Let the $x$-axis in the Earth's rest frame be along the line connecting events 1 and 2 as you describe, pointing from Event 1 to Event 2, and say there is a spaceship moving along this direction at relative velocity $v$. Let the coordinates of the 2 events be $(x_1, ct_0)$, $(x_2, ct_0)$ as seen in the Earth frame, and respectively $(x'_1, ct'_1)$, $(x'_2, ct'_2)$ as seen in the spaceship frame.

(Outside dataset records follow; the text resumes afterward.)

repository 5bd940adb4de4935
use crate::common::grid::DepthGrid;
use crate::error::AcquisitionError;
use async_trait::async_trait;

/// Acquisition collaborator: hands the pipeline the current depth grid at a
/// fixed, negotiated resolution. A call may block its tick while waiting for
/// the sensor; failures are reported, never panicked, so the coordinator can
/// skip the tick and keep prior state.
#[async_trait]
pub trait DepthSource: Send {
    fn resolution(&self) -> (u32, u32);

    async fn current_depth_grid(&mut self) -> Result<DepthGrid, AcquisitionError>;
}

/// Hardware-free source: a flat surface with a raised block sliding back and
/// forth across it. Lets the binary exercise the whole pipeline end to end.
pub struct SyntheticDepthSource {
    width: u32,
    height: u32,
    surface_depth: u16,
    object_lift: u16,
    tick: u64,
}

impl SyntheticDepthSource {
    pub fn new(width: u32, height: u32) -> Self {
        Self {
            width,
            height,
            surface_depth: 2000,
            object_lift: 400,
            tick: 0,
        }
    }

    fn object_origin(&self) -> (u32, u32) {
        let span = self.width.saturating_sub(self.width / 4).max(1) as u64;
        let phase = self.tick % (2 * span);
        // Triangle wave keeps the block inside the grid.
        let x = if phase < span { phase } else { 2 * span - phase - 1 };
        (x as u32, self.height / 2)
    }
}

#[async_trait]
impl DepthSource for SyntheticDepthSource {
    fn resolution(&self) -> (u32, u32) {
        (self.width, self.height)
    }

    async fn current_depth_grid(&mut self) -> Result<DepthGrid, AcquisitionError> {
        let mut grid = DepthGrid::new(self.width, self.height);
        for y in 0..self.height {
            for x in 0..self.width {
                grid.set(x, y, self.surface_depth);
            }
        }
        let (ox, oy) = self.object_origin();
        let side = (self.width / 8).max(1);
        for y in oy..(oy + side).min(self.height) {
            for x in ox..(ox + side).min(self.width) {
                grid.set(x, y, self.surface_depth - self.object_lift);
            }
        }
        self.tick += 1;
        Ok(grid)
    }
}
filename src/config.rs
use serde::Deserialize;

/// Pipeline configuration. Every knob is a plain numeric/boolean value so an
/// outer layer can source them from whatever format it likes.
#[derive(Debug, Clone, Deserialize)]
pub struct Configuration {
    /// Horizontal resolution negotiated with the depth source.
    pub grid_width: u32,
    /// Vertical resolution negotiated with the depth source.
    pub grid_height: u32,
    /// Fixed period of the processing tick, in milliseconds.
    pub tick_period_ms: u64,
    /// Normalized-depth cutoff: cells at or above this byte value are foreground.
    pub threshold: u8,
    /// Exponent applied to the background-relative displacement.
    pub sensitivity_exponent: f32,
    /// Per-channel decrement applied to the overlay canvas when decay fires.
    pub decay_step: u8,
    /// Number of ticks between decay firings.
    pub decay_cadence_ticks: u32,
    /// Whether overlay decay is active at startup.
    pub dimming_enabled: bool,
}

impl Default for Configuration {
    fn default() -> Self {
        Self {
            grid_width: 640,
            grid_height: 480,
            tick_period_ms: 10,
            threshold: 128,
            sensitivity_exponent: 1.0,
            decay_step: 1,
            decay_cadence_ticks: 3,
            dimming_enabled: false,
        }
    }
}
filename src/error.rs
use std::time::Duration;
use thiserror::Error;

// Main application error type

#[derive(Error, Debug)]
pub enum AppError {
    #[error("Acquisition Error: {0}")]
    Acquisition(#[from] AcquisitionError),
    #[error("Pipeline Error: {0}")]
    Pipeline(#[from] PipelineError),
    #[error("Configuration Error: {0}")]
    Config(String),
}

// Errors raised by the depth acquisition collaborator. Both variants are
// recoverable: the coordinator skips the tick and retains all prior state.
#[derive(Error, Debug)]
pub enum AcquisitionError {
    #[error("depth source unavailable: {0}")]
    Unavailable(String),
    #[error("no depth frame arrived within {0:?}")]
    Timeout(Duration),
}

#[derive(Error, Debug)]
pub enum PipelineError {
    #[error("grid shape mismatch: expected {expected_width}x{expected_height}, got {width}x{height}")]
    ShapeMismatch {
        expected_width: u32,
        expected_height: u32,
        width: u32,
        height: u32,
    },
    #[error("invalid boundary: {0}")]
    InvalidBoundary(&'static str),
    #[error("{count} concurrent blobs exceed the {capacity}-color palette")]
    TooManyBlobs { count: usize, capacity: usize },
}
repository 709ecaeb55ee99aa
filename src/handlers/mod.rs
pub mod events;
pub mod health;
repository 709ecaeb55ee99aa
pub mod config;
pub mod error;
pub mod handlers;
pub mod infrastructure;
pub mod middleware;
pub mod models;
pub mod services;

use crate::config::RelayConfig;
use crate::services::reassembly::ReassemblyService;
use crate::services::storage::ObjectStore;
use axum::{
    Router,
    middleware::from_fn,
    routing::{get, post},
};
use std::sync::Arc;
use utoipa::OpenApi;
use utoipa_swagger_ui::SwaggerUi;

#[derive(OpenApi)]
#[openapi(
    paths(handlers::events::receive_event, handlers::health::health_check,),
    components(
        schemas(
            handlers::events::EventResponse,
            handlers::health::HealthResponse,
            models::StorageEvent,
        )
    ),
    tags(
        (name = "events", description = "Storage finalize event intake"),
        (name = "system", description = "Health and diagnostics")
    )
)]
pub struct ApiDoc;

#[derive(Clone)]
pub struct AppState {
    pub store: Arc<dyn ObjectStore>,
    pub reassembly: Arc<ReassemblyService>,
    pub config: RelayConfig,
}

pub fn create_app(state: AppState) -> Router {
    Router::new()
        .merge(SwaggerUi::new("/swagger-ui").url("/api-docs/openapi.json", ApiDoc::openapi()))
        .route("/events", post(handlers::events::receive_event))
        .route("/health", get(handlers::health::health_check))
        .layer(from_fn(middleware::request_id::request_id_middleware))
        .with_state(state)
}
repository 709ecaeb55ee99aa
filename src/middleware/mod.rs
pub mod request_id;
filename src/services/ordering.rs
//! Deterministic concatenation order for a staging set.
//!
//! The header shard carries the CSV column row and must come first; body
//! shards follow in lexicographic key order, which matches the shard
//! counters the export process assigns. Arrival order and timestamps play
//! no part, so two listings of the same set always compose identically.

use crate::models::ObjectRef;
use crate::services::naming::HEADER_TAG;

/// Orders a staging set for compose: header first, remainder by key.
pub fn order_for_compose(mut objects: Vec<ObjectRef>) -> Vec<ObjectRef> {
    objects.sort_by(|a, b| sort_rank(&a.key).cmp(&sort_rank(&b.key)));
    objects
}

fn sort_rank(key: &str) -> (u8, &str) {
    if key.contains(HEADER_TAG) {
        (0, key)
    } else {
        (1, key)
    }
}
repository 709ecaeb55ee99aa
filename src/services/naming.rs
//! Pure key-naming codec for warehouse export objects.
//!
//! A table export lands in object storage as one `_HEADER_` shard plus zero
//! or more `_BODY_` shards under `<site_folder>/tmp/`. The reassembled
//! result leaves the staging area under a key carrying `_boxfolder_` /
//! `_fileid_` tags, which is what the downstream relay watches for. All
//! functions here are pure string work; no I/O.

/// Staging area path segment.
pub const STAGING_SEGMENT: &str = "tmp/";

/// Marker embedded in the first shard of a split export.
pub const HEADER_TAG: &str = "HEADER";

/// Marker embedded in every non-first shard.
pub const BODY_TAG: &str = "BODY";

/// Tags present only on already-reassembled, relay-ready keys. Their
/// presence forbids re-ingestion.
pub const RELAY_FOLDER_TAG: &str = "_boxfolder_";
pub const RELAY_FILE_TAG: &str = "_fileid_";

const EXPORT_STEM: &str = "_deidentified_recruitment_data_";
const BOX_FOLDER_PREFIX: &str = "box_folder_";
const FILE_ID_PREFIX: &str = "_file_id_";

const BOX_FOLDER_ID_LEN: usize = 12;
const FILE_ID_LEN: usize = 13;

/// Role a key plays in the export lifecycle.
#[derive(Debug, Clone, Copy, PartialEq, Eq)]
pub enum Role {
    /// First shard: carries the CSV column row and triggers reassembly.
    Header,
    /// Non-first shard of the same export.
    Body,
    /// Reassembled output, tagged for the relay.
    Final,
    /// Anything else. Not an error; such keys are simply ignored.
    Unrecognized,
}

/// Parsed facets of an object key. Facets are `None` when the key does not
/// match the strict export structure; classification alone never fails.
#[derive(Debug, Clone, PartialEq, Eq)]
pub struct NamingTags {
    pub site_folder: Option<String>,
    pub site_name: Option<String>,
    pub box_folder_id: Option<String>,
    pub file_id: Option<String>,
    pub role: Role,
}

/// Structural decomposition of a staged header key. Only obtainable via
/// [`parse_header_key`], so holders can rely on the digit-length and
/// segment invariants.
#[derive(Debug, Clone, PartialEq, Eq)]
pub struct HeaderKeyParts {
    pub site_folder: String,
    pub site_name: String,
    pub box_folder_id: String,
    pub file_id: String,
}

impl HeaderKeyParts {
    /// Staging prefix shared by the header and its body shards.
    pub fn staging_prefix(&self) -> String {
        format!("{}/{}", self.site_folder, STAGING_SEGMENT)
    }

    /// Key of the reassembled output, outside the staging area. The shard
    /// markers are stripped and `box_folder`/`file_id` are renamed to the
    /// relay-tag spellings.
    pub fn output_key(&self) -> String {
        format!(
            "{}/{}{}boxfolder_{}_fileid_{}.csv",
            self.site_folder, self.site_name, EXPORT_STEM, self.box_folder_id, self.file_id
        )
    }

    /// Lease key for this export. Lives outside the staging prefix so it
    /// never shows up in the compose listing.
    pub fn lock_key(&self) -> String {
        format!("{}/.locks/{}.lock", self.site_folder, self.file_id)
    }

    /// Prefix for intermediate compose parts of this export. Like the
    /// lease it lives outside the staging prefix: a retried listing of
    /// `tmp/` must only ever see the untouched sources.
    pub fn parts_prefix(&self) -> String {
        format!("{}/.parts/{}/", self.site_folder, self.file_id)
    }
}

/// Classifies a key by its lifecycle role and extracts whatever facets the
/// key structure yields. Advisory: never errors, never panics.
pub fn classify(key: &str) -> NamingTags {
    let relay_tagged = key.contains(RELAY_FOLDER_TAG) || key.contains(RELAY_FILE_TAG);
    let staged = key.contains(STAGING_SEGMENT);

    let role = if relay_tagged {
        Role::Final
    } else if staged && key.contains(HEADER_TAG) {
        Role::Header
    } else if staged && key.contains(BODY_TAG) {
        Role::Body
    } else {
        Role::Unrecognized
    };

    match role {
        Role::Header | Role::Body => match parse_staged_key(key) {
            Some((parts, _)) => NamingTags {
                site_folder: Some(parts.site_folder),
                site_name: Some(parts.site_name),
                box_folder_id: Some(parts.box_folder_id),
                file_id: Some(parts.file_id),
                role,
            },
            None => NamingTags {
                site_folder: None,
                site_name: None,
                box_folder_id: None,
                file_id: None,
                role,
            },
        },
        Role::Final => {
            let ids = extract_relay_ids(key);
            NamingTags {
                site_folder: None,
                site_name: None,
                box_folder_id: ids.as_ref().map(|(folder, _)| folder.clone()),
                file_id: ids.map(|(_, file)| file),
                role,
            }
        }
        Role::Unrecognized => NamingTags {
            site_folder: None,
            site_name: None,
            box_folder_id: None,
            file_id: None,
            role,
        },
    }
}

/// Strictly parses a staged header key, requiring the exact structure
/// `<site_folder>/tmp/<site>_deidentified_recruitment_data_box_folder_<12 digits>_file_id_<13 digits>_HEADER_<digits>.csv`.
///
/// `None` means the output key cannot be derived safely and the caller must
/// abort the invocation rather than guess.
pub fn parse_header_key(key: &str) -> Option<HeaderKeyParts> {
    match parse_staged_key(key) {
        Some((parts, marker)) if marker == HEADER_TAG => Some(parts),
        _ => None,
    }
}

/// Derives the canonical output key from a staged header key.
pub fn derive_output_key(key: &str) -> Option<String> {
    parse_header_key(key).map(|parts| parts.output_key())
}

/// Pulls the relay ids out of an already-tagged key, validating digit
/// lengths. Both tags must be present.
pub fn extract_relay_ids(key: &str) -> Option<(String, String)> {
    let box_folder_id = digits_after(key, RELAY_FOLDER_TAG, BOX_FOLDER_ID_LEN)?;
    let file_id = digits_after(key, RELAY_FILE_TAG, FILE_ID_LEN)?;
    Some((box_folder_id.to_string(), file_id.to_string()))
}

/// Trigger predicate of the downstream relay process: keys it will pick up
/// once they leave the staging area.
pub fn is_relay_tagged(key: &str) -> bool {
    extract_relay_ids(key).is_some()
}

fn parse_staged_key(key: &str) -> Option<(HeaderKeyParts, &str)> {
    let mut segments = key.split('/');
    let site_folder = segments.next()?;
    let tmp = segments.next()?;
    let file_name = segments.next()?;
    if segments.next().is_some() || tmp != "tmp" || site_folder.is_empty() {
        return None;
    }

    let stem = format!("{EXPORT_STEM}{BOX_FOLDER_PREFIX}");
    let (before_stem, rest) = file_name.split_once(&stem)?;
    // Site name is the underscore-free run immediately before the stem.
    let site_name = before_stem.rsplit('_').next().filter(|s| !s.is_empty())?;

    let (box_folder_id, rest) = split_digits(rest, BOX_FOLDER_ID_LEN)?;
    let rest = rest.strip_prefix(FILE_ID_PREFIX)?;
    let (file_id, rest) = split_digits(rest, FILE_ID_LEN)?;

    let rest = rest.strip_prefix('_')?;
    let (marker, suffix) = if let Some(suffix) = rest.strip_prefix(HEADER_TAG) {
        (HEADER_TAG, suffix)
    } else if let Some(suffix) = rest.strip_prefix(BODY_TAG) {
        (BODY_TAG, suffix)
    } else {
        return None;
    };

    // Export shard counter, e.g. "_000000000000.csv". The counter may be
    // empty but must be all digits.
    let counter = suffix.strip_prefix('_')?.strip_suffix(".csv")?;
    if !counter.bytes().all(|b| b.is_ascii_digit()) {
        return None;
    }

    Some((
        HeaderKeyParts {
            site_folder: site_folder.to_string(),
            site_name: site_name.to_string(),
            box_folder_id: box_folder_id.to_string(),
            file_id: file_id.to_string(),
        },
        marker,
    ))
}

fn split_digits(input: &str, len: usize) -> Option<(&str, &str)> {
    let (digits, rest) = input.split_at_checked(len)?;
    if digits.bytes().all(|b| b.is_ascii_digit()) {
        Some((digits, rest))
    } else {
        None
    }
}

fn digits_after<'a>(key: &'a str, tag: &str, len: usize) -> Option<&'a str> {
    let idx = key.find(tag)?;
    let rest = &key[idx + tag.len()..];
    let digits = rest.get(..len)?;
    digits.bytes().all(|b| b.is_ascii_digit()).then_some(digits)
}
use std::env;

/// Reassembly engine configuration
#[derive(Debug, Clone)]
pub struct RelayConfig {
    /// Container (bucket) the export pipeline writes into
    pub container: String,

    /// Maximum number of sources per compose call (default: 32, the
    /// store-side fan-in limit); larger sets are reduced in batches
    pub compose_fan_in: usize,

    /// Timeout for a single storage call in seconds (default: 60)
    pub op_timeout_secs: u64,

    /// Retry budget for transient listing failures (default: 2)
    pub list_retries: u32,

    /// Age in seconds after which a reassembly lease is considered
    /// abandoned and may be broken (default: 300)
    pub lock_ttl_secs: i64,
}

impl Default for RelayConfig {
    fn default() -> Self {
        Self {
            container: "deidentified_site_recruitment_data_prod".to_string(),
            compose_fan_in: 32,
            op_timeout_secs: 60,
            list_retries: 2,
            lock_ttl_secs: 300,
        }
    }
}

impl RelayConfig {
    /// Load configuration from environment variables
    pub fn from_env() -> Self {
        let default = Self::default();

        Self {
            container: env::var("DATA_CONTAINER").unwrap_or(default.container),

            compose_fan_in: env::var("COMPOSE_FAN_IN")
                .ok()
                .and_then(|v| v.parse().ok())
                .unwrap_or(default.compose_fan_in),

            op_timeout_secs: env::var("OP_TIMEOUT_SECS")
                .ok()
                .and_then(|v| v.parse().ok())
                .unwrap_or(default.op_timeout_secs),

            list_retries: env::var("LIST_RETRIES")
                .ok()
                .and_then(|v| v.parse().ok())
                .unwrap_or(default.list_retries),

            lock_ttl_secs: env::var("LOCK_TTL_SECS")
                .ok()
                .and_then(|v| v.parse().ok())
                .unwrap_or(default.lock_ttl_secs),
        }
    }

    /// Create config for development (local bucket, fast timeouts)
    pub fn development() -> Self {
        Self {
            container: "recruitment-data-dev".to_string(),
            compose_fan_in: 32,
            op_timeout_secs: 10,
            list_retries: 0,
            lock_ttl_secs: 30,
        }
    }
}

#[cfg(test)]
mod tests {
    use super::*;

    #[test]
    fn test_default_config() {
        let config = RelayConfig::default();
        assert_eq!(config.container, "deidentified_site_recruitment_data_prod");
        assert_eq!(config.compose_fan_in, 32);
        assert_eq!(config.op_timeout_secs, 60);
        assert_eq!(config.list_retries, 2);
        assert_eq!(config.lock_ttl_secs, 300);
    }

    #[test]
    fn test_development_config() {
        let config = RelayConfig::development();
        assert_eq!(config.container, "recruitment-data-dev");
        assert_eq!(config.list_retries, 0);
    }
}
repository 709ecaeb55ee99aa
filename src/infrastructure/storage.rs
use crate::services::storage::S3ObjectStore;
use aws_sdk_s3::config::Region;
use std::env;
use std::sync::Arc;
use tracing::info;

pub async fn setup_storage() -> Arc<S3ObjectStore> {
    // Setup S3 client
    let endpoint_url = env::var("MINIO_ENDPOINT").expect("MINIO_ENDPOINT must be set");
    let access_key = env::var("MINIO_ACCESS_KEY").expect("MINIO_ACCESS_KEY must be set");
    let secret_key = env::var("MINIO_SECRET_KEY").expect("MINIO_SECRET_KEY must be set");

    info!("☁️  S3 Storage: {}", endpoint_url);

    let aws_config = aws_config::from_env()
        .endpoint_url(&endpoint_url)
        .region(Region::new("us-east-1"))
        .credentials_provider(aws_sdk_s3::config::Credentials::new(
            access_key, secret_key, None, None, "static",
        ))
        .load()
        .await;

    let s3_config = aws_sdk_s3::config::Builder::from(&aws_config)
        .force_path_style(true)
        .build();

    let s3_client = aws_sdk_s3::Client::from_conf(s3_config);
    Arc::new(S3ObjectStore::new(s3_client))
}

We want to find $v$ so that $$ ct'_1 - ct'_2 = 1\;\text{lhr} $$ given that $$ x_2 - x_1 = 30000\;\text{lyr} $$ The Lorentz transformations tell us that $$ ct'_1 = \gamma(ct_0 - \beta x_1)\\ ct'_2 = \gamma(ct_0 - \beta x_2) $$ with $\beta = v/c$ and $\gamma = \sqrt{1 - \beta^2}$ as usual, so $$ ct'_1 - ct'_2 = - \beta\gamma (x_1 - x_2) $$ From this we get after some algebra $$ \gamma = \sqrt{1+\left(\frac{ct'_1 - ct'_2}{x_1 - x_2}\right)^2} $$ and $$ \beta = - \frac{1}{\gamma}\frac{ct'_1 - ct'_2}{x_1 - x_2} $$ Numerically, we have $$ - \frac{ct'_1 - ct'_2}{x_1 - x_2} = - \frac{1\;\text{lhr}}{1\;\text{lyr}} = - \frac{1}{24\;\times\;365} \approx -1.14\;\times\;10^{-4}\\ \gamma \approx 1 + 7.0\;\times\; 10^{-9} \approx 1\\ \beta \approx - \frac{ct'_1 - ct'_2}{x_1 - x_2} \approx - 1.14\;\times\;10^{-4}\\ v \approx - (1.14\;\times\;10^{-4}) \times (3\times 10^5 \text{km/s}) \approx -34\;\text{km/s} $$

So the spaceship should go at about $34$km/s in the negative direction of the $x$-axis, from Event 2 towards Event 1. Funny thing, the Earth's orbital velocity around the Sun is about $30$km/s.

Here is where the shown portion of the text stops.